• **Work item**: Print nothing except the lines of the listing below from the line with "pub fn is_blank(&self)" to the line with "pub fn from_score(score: f64)", each exactly as written, both ends included.

• **Task inputs**:

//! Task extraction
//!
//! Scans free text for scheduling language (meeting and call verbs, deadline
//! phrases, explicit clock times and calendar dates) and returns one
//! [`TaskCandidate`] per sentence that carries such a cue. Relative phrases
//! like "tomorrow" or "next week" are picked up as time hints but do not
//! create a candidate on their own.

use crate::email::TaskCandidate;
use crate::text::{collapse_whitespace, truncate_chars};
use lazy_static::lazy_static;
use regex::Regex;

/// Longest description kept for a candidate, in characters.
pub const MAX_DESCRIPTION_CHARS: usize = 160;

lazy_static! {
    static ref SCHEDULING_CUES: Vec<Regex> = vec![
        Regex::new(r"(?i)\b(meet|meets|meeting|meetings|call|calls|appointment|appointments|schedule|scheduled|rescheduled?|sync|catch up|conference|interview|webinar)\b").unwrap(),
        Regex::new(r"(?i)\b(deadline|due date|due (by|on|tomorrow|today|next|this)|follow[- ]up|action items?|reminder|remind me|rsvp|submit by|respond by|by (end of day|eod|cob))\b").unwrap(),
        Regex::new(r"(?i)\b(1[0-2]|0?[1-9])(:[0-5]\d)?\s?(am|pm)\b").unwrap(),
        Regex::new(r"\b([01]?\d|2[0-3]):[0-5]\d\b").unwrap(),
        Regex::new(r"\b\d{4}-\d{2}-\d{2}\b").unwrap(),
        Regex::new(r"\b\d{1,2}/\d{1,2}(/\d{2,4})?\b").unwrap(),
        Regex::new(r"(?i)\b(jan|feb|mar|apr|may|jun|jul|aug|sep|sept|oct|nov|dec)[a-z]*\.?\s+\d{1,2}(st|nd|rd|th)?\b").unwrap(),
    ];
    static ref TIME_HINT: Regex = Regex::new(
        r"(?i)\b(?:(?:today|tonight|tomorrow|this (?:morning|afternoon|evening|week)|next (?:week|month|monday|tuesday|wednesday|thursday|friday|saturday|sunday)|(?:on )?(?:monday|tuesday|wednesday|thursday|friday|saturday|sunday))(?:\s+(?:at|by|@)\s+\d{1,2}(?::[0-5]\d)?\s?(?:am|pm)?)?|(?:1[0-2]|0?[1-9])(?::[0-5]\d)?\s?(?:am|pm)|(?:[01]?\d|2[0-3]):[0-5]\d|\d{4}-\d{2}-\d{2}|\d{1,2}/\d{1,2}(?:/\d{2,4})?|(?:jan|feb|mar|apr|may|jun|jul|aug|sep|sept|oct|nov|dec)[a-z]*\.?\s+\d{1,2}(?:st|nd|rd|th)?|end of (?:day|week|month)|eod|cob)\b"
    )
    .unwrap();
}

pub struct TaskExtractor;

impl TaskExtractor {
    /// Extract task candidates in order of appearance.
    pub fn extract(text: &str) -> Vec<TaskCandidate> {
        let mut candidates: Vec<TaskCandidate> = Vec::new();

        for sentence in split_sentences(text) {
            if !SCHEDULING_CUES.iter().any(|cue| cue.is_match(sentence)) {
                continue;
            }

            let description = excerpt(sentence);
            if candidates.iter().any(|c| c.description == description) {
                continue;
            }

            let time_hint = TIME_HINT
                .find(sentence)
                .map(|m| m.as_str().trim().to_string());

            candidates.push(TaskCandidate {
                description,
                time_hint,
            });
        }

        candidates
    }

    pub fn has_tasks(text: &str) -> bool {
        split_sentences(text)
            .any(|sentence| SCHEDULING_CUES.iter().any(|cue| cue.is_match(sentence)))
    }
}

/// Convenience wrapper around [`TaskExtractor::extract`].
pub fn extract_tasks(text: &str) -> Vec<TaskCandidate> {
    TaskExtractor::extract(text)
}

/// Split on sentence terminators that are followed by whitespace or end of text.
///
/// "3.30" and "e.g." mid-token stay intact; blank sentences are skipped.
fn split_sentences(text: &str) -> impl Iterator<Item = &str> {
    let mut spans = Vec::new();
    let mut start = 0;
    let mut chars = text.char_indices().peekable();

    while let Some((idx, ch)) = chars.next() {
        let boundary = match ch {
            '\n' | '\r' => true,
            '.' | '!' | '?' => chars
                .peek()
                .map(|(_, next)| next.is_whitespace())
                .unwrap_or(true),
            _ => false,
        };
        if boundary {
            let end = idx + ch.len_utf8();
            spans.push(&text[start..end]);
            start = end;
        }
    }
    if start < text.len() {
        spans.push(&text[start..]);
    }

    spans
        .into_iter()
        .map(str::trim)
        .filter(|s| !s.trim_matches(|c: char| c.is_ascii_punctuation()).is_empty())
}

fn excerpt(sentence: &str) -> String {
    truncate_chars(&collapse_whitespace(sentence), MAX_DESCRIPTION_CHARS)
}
...
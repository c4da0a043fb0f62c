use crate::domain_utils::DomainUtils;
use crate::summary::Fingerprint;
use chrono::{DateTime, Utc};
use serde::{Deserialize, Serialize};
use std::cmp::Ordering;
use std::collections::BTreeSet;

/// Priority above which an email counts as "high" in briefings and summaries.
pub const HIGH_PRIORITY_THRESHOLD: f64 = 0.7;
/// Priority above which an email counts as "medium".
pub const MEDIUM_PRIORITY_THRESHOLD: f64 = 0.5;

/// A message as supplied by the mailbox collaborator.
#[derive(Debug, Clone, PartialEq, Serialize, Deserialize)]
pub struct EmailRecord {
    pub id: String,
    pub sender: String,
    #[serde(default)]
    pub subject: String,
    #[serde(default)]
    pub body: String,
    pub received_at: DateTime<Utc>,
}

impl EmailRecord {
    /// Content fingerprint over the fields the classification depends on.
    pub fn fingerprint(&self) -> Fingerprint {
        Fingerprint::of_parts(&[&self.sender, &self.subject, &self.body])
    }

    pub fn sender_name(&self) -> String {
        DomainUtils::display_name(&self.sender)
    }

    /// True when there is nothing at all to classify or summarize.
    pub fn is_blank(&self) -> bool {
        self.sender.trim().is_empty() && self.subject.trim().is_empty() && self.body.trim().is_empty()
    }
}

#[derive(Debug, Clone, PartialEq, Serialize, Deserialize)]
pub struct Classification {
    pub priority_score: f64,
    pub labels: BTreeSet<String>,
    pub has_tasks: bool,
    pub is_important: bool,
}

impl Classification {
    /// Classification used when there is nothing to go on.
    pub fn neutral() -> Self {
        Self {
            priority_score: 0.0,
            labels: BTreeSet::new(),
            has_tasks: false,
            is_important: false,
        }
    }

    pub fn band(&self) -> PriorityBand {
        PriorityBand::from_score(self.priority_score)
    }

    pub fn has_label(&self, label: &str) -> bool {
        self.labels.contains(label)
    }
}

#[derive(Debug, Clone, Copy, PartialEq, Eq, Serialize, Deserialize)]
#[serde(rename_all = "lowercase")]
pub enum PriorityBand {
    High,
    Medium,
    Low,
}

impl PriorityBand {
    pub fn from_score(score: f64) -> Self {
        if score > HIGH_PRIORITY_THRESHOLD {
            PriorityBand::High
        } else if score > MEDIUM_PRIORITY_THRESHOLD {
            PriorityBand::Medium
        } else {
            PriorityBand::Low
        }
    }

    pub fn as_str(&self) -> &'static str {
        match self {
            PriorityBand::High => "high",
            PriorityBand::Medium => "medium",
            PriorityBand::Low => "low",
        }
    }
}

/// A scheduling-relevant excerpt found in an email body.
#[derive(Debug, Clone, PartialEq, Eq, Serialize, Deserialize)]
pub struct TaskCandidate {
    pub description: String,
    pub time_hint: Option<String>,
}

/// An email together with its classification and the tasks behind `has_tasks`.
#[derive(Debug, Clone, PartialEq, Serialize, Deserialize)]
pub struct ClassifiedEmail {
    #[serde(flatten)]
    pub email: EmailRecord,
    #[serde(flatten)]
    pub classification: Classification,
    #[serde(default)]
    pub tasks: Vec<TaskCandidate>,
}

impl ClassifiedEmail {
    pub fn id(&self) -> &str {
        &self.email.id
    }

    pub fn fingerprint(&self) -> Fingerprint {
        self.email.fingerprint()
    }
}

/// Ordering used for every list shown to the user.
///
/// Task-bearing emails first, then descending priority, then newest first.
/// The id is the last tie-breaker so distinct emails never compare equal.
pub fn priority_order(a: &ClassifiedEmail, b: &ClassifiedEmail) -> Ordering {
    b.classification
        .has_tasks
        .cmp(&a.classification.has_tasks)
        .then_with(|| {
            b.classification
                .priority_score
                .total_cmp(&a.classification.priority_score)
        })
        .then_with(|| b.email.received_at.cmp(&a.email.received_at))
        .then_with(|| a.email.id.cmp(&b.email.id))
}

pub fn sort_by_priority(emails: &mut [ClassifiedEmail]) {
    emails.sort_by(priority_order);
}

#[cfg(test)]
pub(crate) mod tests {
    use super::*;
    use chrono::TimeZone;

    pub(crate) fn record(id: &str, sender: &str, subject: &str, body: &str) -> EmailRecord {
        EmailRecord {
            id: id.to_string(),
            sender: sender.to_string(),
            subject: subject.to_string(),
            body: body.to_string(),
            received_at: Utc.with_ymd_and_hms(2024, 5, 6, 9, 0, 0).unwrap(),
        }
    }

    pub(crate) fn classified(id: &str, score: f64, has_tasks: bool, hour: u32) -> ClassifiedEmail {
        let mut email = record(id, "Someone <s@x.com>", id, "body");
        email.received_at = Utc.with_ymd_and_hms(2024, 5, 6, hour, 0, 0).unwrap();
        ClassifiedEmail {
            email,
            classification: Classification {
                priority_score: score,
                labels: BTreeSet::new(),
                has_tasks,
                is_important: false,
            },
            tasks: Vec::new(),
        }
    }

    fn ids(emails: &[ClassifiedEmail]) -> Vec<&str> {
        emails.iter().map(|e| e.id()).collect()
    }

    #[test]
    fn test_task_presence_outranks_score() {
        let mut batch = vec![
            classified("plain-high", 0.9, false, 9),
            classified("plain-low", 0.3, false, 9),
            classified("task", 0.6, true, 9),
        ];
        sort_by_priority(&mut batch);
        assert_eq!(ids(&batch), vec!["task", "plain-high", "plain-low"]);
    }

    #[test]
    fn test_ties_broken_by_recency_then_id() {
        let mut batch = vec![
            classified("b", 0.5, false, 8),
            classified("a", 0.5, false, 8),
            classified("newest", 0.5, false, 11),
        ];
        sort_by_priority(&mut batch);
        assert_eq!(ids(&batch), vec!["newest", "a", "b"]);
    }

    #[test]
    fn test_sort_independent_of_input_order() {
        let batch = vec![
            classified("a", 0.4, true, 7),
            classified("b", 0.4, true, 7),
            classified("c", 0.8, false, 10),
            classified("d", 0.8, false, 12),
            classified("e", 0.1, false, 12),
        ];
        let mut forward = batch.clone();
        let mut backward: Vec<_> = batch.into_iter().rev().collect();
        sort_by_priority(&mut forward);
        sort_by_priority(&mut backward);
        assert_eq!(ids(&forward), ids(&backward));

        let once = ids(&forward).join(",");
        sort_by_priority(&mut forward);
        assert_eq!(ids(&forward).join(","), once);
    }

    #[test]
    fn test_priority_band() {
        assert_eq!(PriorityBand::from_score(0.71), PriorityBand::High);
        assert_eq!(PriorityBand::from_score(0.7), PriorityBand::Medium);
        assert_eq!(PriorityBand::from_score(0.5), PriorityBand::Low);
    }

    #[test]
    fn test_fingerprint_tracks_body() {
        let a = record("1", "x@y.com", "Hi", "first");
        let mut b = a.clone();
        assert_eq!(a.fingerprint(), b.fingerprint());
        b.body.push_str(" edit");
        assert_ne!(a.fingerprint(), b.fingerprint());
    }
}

• **Final answer**:
    pub fn is_blank(&self) -> bool {
        self.sender.trim().is_empty() && self.subject.trim().is_empty() && self.body.trim().is_empty()
    }
}

#[derive(Debug, Clone, PartialEq, Serialize, Deserialize)]
pub struct Classification {
    pub priority_score: f64,
    pub labels: BTreeSet<String>,
    pub has_tasks: bool,
    pub is_important: bool,
}

impl Classification {
    /// Classification used when there is nothing to go on.
    pub fn neutral() -> Self {
        Self {
            priority_score: 0.0,
            labels: BTreeSet::new(),
            has_tasks: false,
            is_important: false,
        }
    }

    pub fn band(&self) -> PriorityBand {
        PriorityBand::from_score(self.priority_score)
    }

    pub fn has_label(&self, label: &str) -> bool {
        self.labels.contains(label)
    }
}

#[derive(Debug, Clone, Copy, PartialEq, Eq, Serialize, Deserialize)]
#[serde(rename_all = "lowercase")]
pub enum PriorityBand {
    High,
    Medium,
    Low,
}

impl PriorityBand {
    pub fn from_score(score: f64) -> Self {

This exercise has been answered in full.